カリクレインの予測制御配列はYousef G.M. and Diamandis E.P., Endocrine Review (2001), 22(2), pp.184-204にも記載されている。しかし、本発明者らが予測した配列は、 ((S/A)-(Q/H)-P-(W/Y)-Q) のN末端側およそ10アミノ酸に活性化のための切断部位が存在するという独自の知見に基づいており、予測結果は上記文献に記載とは異なるものであった。
【0054】
(実施例2:機能型ニューロプシン(NP)を製造するためのコンストラクトの作製)
マウス改変型NP(以下、ΔNPと呼ぶ)の作製
マウス野生型NPをコードするDNAを鋳型として、下記のプライマーdeltaF(配列番号56)およびdeltaR(配列番号57)を用いたPCRにより、QGSKからなる制御配列を欠失したマウスΔNPをコードするDNAを増幅した。

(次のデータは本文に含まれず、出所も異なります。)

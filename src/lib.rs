//! # runnervisor
//!
//! **Runnervisor** supervises one ephemeral CI-runner host inside a cloud
//! autoscaling group: it obtains exclusive runner credentials, detects
//! locally when the host is actually executing a job, and coordinates that
//! fact with the group so the group never terminates a busy instance and
//! never keeps an idle one protected.
//!
//! ## Order of operations
//!
//! 1. **Obtain credentials.** A finite set of credential bundles is
//!    pre-provisioned per repository. Each host sweeps the candidate slots
//!    in a random order under a distributed lock until it wins one, then
//!    writes the slot's files locally. Locking matters: a runner started on
//!    already-used credentials waits forever without erroring.
//! 2. **Report in service.** Complete the group's launch lifecycle hook so
//!    the instance is marked `InService`.
//! 3. **Watch for jobs.** The kernel's process connector pushes an event for
//!    every exec/exit on the host; an in-kernel packet filter drops
//!    everything except the two event kinds we care about. When a job-worker
//!    process appears, the instance is protected from scale-in and the
//!    distributed job counter is decremented; when the last worker exits,
//!    protection is released. The channel is datagram-based and lossy, so a
//!    periodic poll of the process table repairs anything missed.
//! 4. **Drain on request.** When the group moves the instance to
//!    `Terminating:Wait`, the runner service is stopped gracefully (in-flight
//!    job allowed to finish) and, once the job-listener process is gone, the
//!    termination hook is completed and the supervisor exits.
//!
//! ## Architecture
//! ```text
//!     ┌──────────────────┐    ┌─────────────────┐
//!     │ ParameterStore   │    │  LockService    │
//!     └────────┬─────────┘    └────────┬────────┘
//!              └───────┬───────────────┘
//!                      ▼
//!          CredentialAcquirer ──► HeldSlot (lock held for the whole run)
//!                      │
//!                      ▼
//! ┌───────────────────────────────────────────────────────────┐
//! │  Supervisor (single-threaded select loop)                 │
//! │  - watched set of job-worker pids                         │
//! │  - protection / drain state machine                       │
//! │  - periodic reconciliation tick                           │
//! └───┬──────────────┬───────────────┬────────────────┬───────┘
//!     │              │               │                │
//!     ▼              ▼               ▼                ▼
//! ProcConnector  LifecycleCoordinator  JobCounter  SubscriberSet
//! (netlink +     (describe / hooks /   (decrement  (LogWriter,
//!  BPF filter)    protection+retry)     at start)   SdNotify, ...)
//! ```
//!
//! ## Example
//! ```no_run
//! use std::sync::Arc;
//! use runnervisor::{
//!     Config, InstanceContext, LogWriter, ProcConnector, Subscribe, Supervisor,
//!     memory::{MemoryAutoScaling, MemoryJobCounter, MemoryLockService, MemoryParameterStore},
//! };
//! use tokio_util::sync::CancellationToken;
//!
//! #[tokio::main(flavor = "current_thread")]
//! async fn main() -> Result<(), Box<dyn std::error::Error>> {
//!     let ctx = InstanceContext::from_cloud_init()?;
//!     let subs: Vec<Arc<dyn Subscribe>> = vec![Arc::new(LogWriter)];
//!
//!     // Production wiring substitutes real control-plane clients here.
//!     let mut supervisor = Supervisor::builder(Config::new("apache/airflow"))
//!         .with_context(ctx)
//!         .with_autoscaling(MemoryAutoScaling::new("runners-asg", "i-local"))
//!         .with_lock_service(MemoryLockService::new())
//!         .with_job_counter(MemoryJobCounter::new(0))
//!         .with_parameter_store(MemoryParameterStore::new())
//!         .with_subscribers(subs)
//!         .build();
//!
//!     let mut source = ProcConnector::open()?;
//!     supervisor.run(&mut source, CancellationToken::new()).await?;
//!     Ok(())
//! }
//! ```
//!
//! ## Guarantees
//! | Area | Property |
//! |------|----------|
//! | **Protection** | converges to `watched set non-empty` within one tick, under arbitrary event loss |
//! | **Counter** | decremented exactly once per detected job start; the floor is enforced service-side |
//! | **Credentials** | at most one holder per slot; contention retries forever, corruption aborts |
//! | **Drain** | termination hook fires exactly when the listener is observed gone; protection calls cease |
//! | **Errors** | fatal only before monitoring arms; contained and tick-repaired afterwards |

mod cloud;
mod core;
mod creds;
mod error;
mod events;
mod policies;
pub mod proc;
mod subscribers;

// ---- Public re-exports ----

pub use cloud::memory;
pub use cloud::{
    AutoScalingApi, InstanceDetails, JobCounter, LifecycleCoordinator, LifecycleState, LockHandle,
    LockService, Parameter, ParameterStore,
};
pub use crate::core::{
    wait_for_shutdown_signal, Config, InstanceContext, RunnerService, Supervisor,
    SupervisorBuilder, SystemdUnit,
};
pub use creds::{CredentialAcquirer, HeldSlot};
pub use error::{
    CloudError, CounterError, LockError, MonitorError, ParamError, SupervisorError, WireError,
};
pub use events::{DiscoveredVia, Event};
pub use policies::{BackoffPolicy, JitterPolicy, RetryPolicy};
pub use proc::{EventSource, ProcConnector, ProcEvent, ProcFs, ProcessTable};
pub use subscribers::{LogWriter, SdNotify, Subscribe, SubscriberSet};
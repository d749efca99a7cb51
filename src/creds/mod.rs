//! Credential slot acquisition.
//!
//! A finite set of runner credential bundles is pre-provisioned per
//! repository; exactly one host may use a bundle at a time. This module
//! sweeps the candidate slots under the distributed lock service until one is
//! won, then materializes its files locally.

mod acquirer;

pub use acquirer::{CredentialAcquirer, HeldSlot};
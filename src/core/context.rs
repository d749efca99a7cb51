//! # Instance identity.
//!
//! [`InstanceContext`] carries the identity the supervisor presents to the
//! control plane. It is created once at startup and threaded explicitly
//! through everything that needs it; there is no process-wide mutable
//! state anywhere in the crate.

use std::io;
use std::path::Path;

/// Where cloud-init records the instance id on boot.
const CLOUD_INIT_INSTANCE_ID: &str = "/var/lib/cloud/data/instance-id";

/// This host's identity within the autoscaling group.
#[derive(Debug, Clone)]
pub struct InstanceContext {
    instance_id: String,
}

impl InstanceContext {
    /// Creates a context for a known instance id.
    pub fn new(instance_id: impl Into<String>) -> Self {
        Self {
            instance_id: instance_id.into(),
        }
    }

    /// Reads the instance id from cloud-init's boot record.
    pub fn from_cloud_init() -> io::Result<Self> {
        Self::from_file(Path::new(CLOUD_INIT_INSTANCE_ID))
    }

    /// Reads the instance id from the first line of `path`.
    pub fn from_file(path: &Path) -> io::Result<Self> {
        let contents = std::fs::read_to_string(path)?;
        let id = contents.lines().next().unwrap_or("").trim();
        if id.is_empty() {
            return Err(io::Error::new(
                io::ErrorKind::InvalidData,
                format!("no instance id in {path:?}"),
            ));
        }
        Ok(Self::new(id))
    }

    /// The instance id.
    pub fn instance_id(&self) -> &str {
        &self.instance_id
    }
}

#[cfg(test)]
mod tests {
    use super::*;
    use std::io::Write;

    #[test]
    fn reads_first_line() {
        let mut file = tempfile::NamedTempFile::new().unwrap();
        writeln!(file, "i-0123456789abcdef0").unwrap();
        writeln!(file, "trailing junk").unwrap();

        let ctx = InstanceContext::from_file(file.path()).unwrap();
        assert_eq!(ctx.instance_id(), "i-0123456789abcdef0");
    }

    #[test]
    fn empty_file_is_invalid() {
        let file = tempfile::NamedTempFile::new().unwrap();
        assert!(InstanceContext::from_file(file.path()).is_err());
    }
}
//! Builder wiring the supervisor's external seams together.

use std::sync::Arc;

use crate::cloud::{
    AutoScalingApi, JobCounter, LifecycleCoordinator, LockService, ParameterStore,
};
use crate::core::{Config, InstanceContext, RunnerService, Supervisor, SystemdUnit};
use crate::creds::CredentialAcquirer;
use crate::proc::{ProcFs, ProcessTable};
use crate::subscribers::{Subscribe, SubscriberSet};

/// Builder for constructing a [`Supervisor`].
///
/// The cloud seams and the instance context are required; the process table
/// defaults to `/proc` and the runner service to the configured systemd
/// unit.
pub struct SupervisorBuilder {
    cfg: Config,
    ctx: Option<InstanceContext>,
    autoscaling: Option<Arc<dyn AutoScalingApi>>,
    locks: Option<Arc<dyn LockService>>,
    counter: Option<Arc<dyn JobCounter>>,
    params: Option<Arc<dyn ParameterStore>>,
    table: Option<Arc<dyn ProcessTable>>,
    service: Option<Arc<dyn RunnerService>>,
    subscribers: Vec<Arc<dyn Subscribe>>,
}

impl SupervisorBuilder {
    /// Creates a new builder with the given configuration.
    pub fn new(cfg: Config) -> Self {
        Self {
            cfg,
            ctx: None,
            autoscaling: None,
            locks: None,
            counter: None,
            params: None,
            table: None,
            service: None,
            subscribers: Vec::new(),
        }
    }

    /// Sets the instance identity (required).
    pub fn with_context(mut self, ctx: InstanceContext) -> Self {
        self.ctx = Some(ctx);
        self
    }

    /// Sets the autoscaling control plane client (required).
    pub fn with_autoscaling(mut self, api: Arc<dyn AutoScalingApi>) -> Self {
        self.autoscaling = Some(api);
        self
    }

    /// Sets the distributed lock service (required).
    pub fn with_lock_service(mut self, locks: Arc<dyn LockService>) -> Self {
        self.locks = Some(locks);
        self
    }

    /// Sets the distributed job counter (required).
    pub fn with_job_counter(mut self, counter: Arc<dyn JobCounter>) -> Self {
        self.counter = Some(counter);
        self
    }

    /// Sets the parameter/credential store (required).
    pub fn with_parameter_store(mut self, params: Arc<dyn ParameterStore>) -> Self {
        self.params = Some(params);
        self
    }

    /// Overrides the process table (default: `/proc`).
    pub fn with_process_table(mut self, table: Arc<dyn ProcessTable>) -> Self {
        self.table = Some(table);
        self
    }

    /// Overrides the runner service control (default: the configured
    /// systemd unit).
    pub fn with_runner_service(mut self, service: Arc<dyn RunnerService>) -> Self {
        self.service = Some(service);
        self
    }

    /// Sets event subscribers for observability.
    pub fn with_subscribers(mut self, subscribers: Vec<Arc<dyn Subscribe>>) -> Self {
        self.subscribers = subscribers;
        self
    }

    /// Builds the supervisor.
    ///
    /// # Panics
    /// Panics if any required seam was not provided.
    pub fn build(self) -> Supervisor {
        let ctx = self.ctx.expect("instance context must be provided");
        let autoscaling = self
            .autoscaling
            .expect("autoscaling client must be provided");
        let locks = self.locks.expect("lock service must be provided");
        let counter = self.counter.expect("job counter must be provided");
        let params = self.params.expect("parameter store must be provided");
        let table = self.table.unwrap_or_else(|| Arc::new(ProcFs));
        let service = self
            .service
            .unwrap_or_else(|| Arc::new(SystemdUnit::new(self.cfg.runner_unit.clone())));

        let coordinator =
            LifecycleCoordinator::new(autoscaling, &ctx, self.cfg.protection_retry);
        let acquirer = CredentialAcquirer::new(params, locks, self.cfg.clone());
        let subs = SubscriberSet::new(self.subscribers);

        Supervisor::new_internal(self.cfg, coordinator, acquirer, counter, table, service, subs)
    }
}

この試験において用いたマウス野生型NPをコードするDNAは、特開平8-311099号公報中に記載されたBalb/cマウス由来のNPであって、pVL1392ベクターにくみこまれているものに由来する。このベクターからマウス野生型NPをコードする部分をNotIで切り出し、これをpGEM/NotIで再構築したものを上記試験において使用した。
哺乳動物細胞系での機能型NPの製造のため、マウスΔNPをコードするDNAをpcDNA3.1/NotIに組み込んだ。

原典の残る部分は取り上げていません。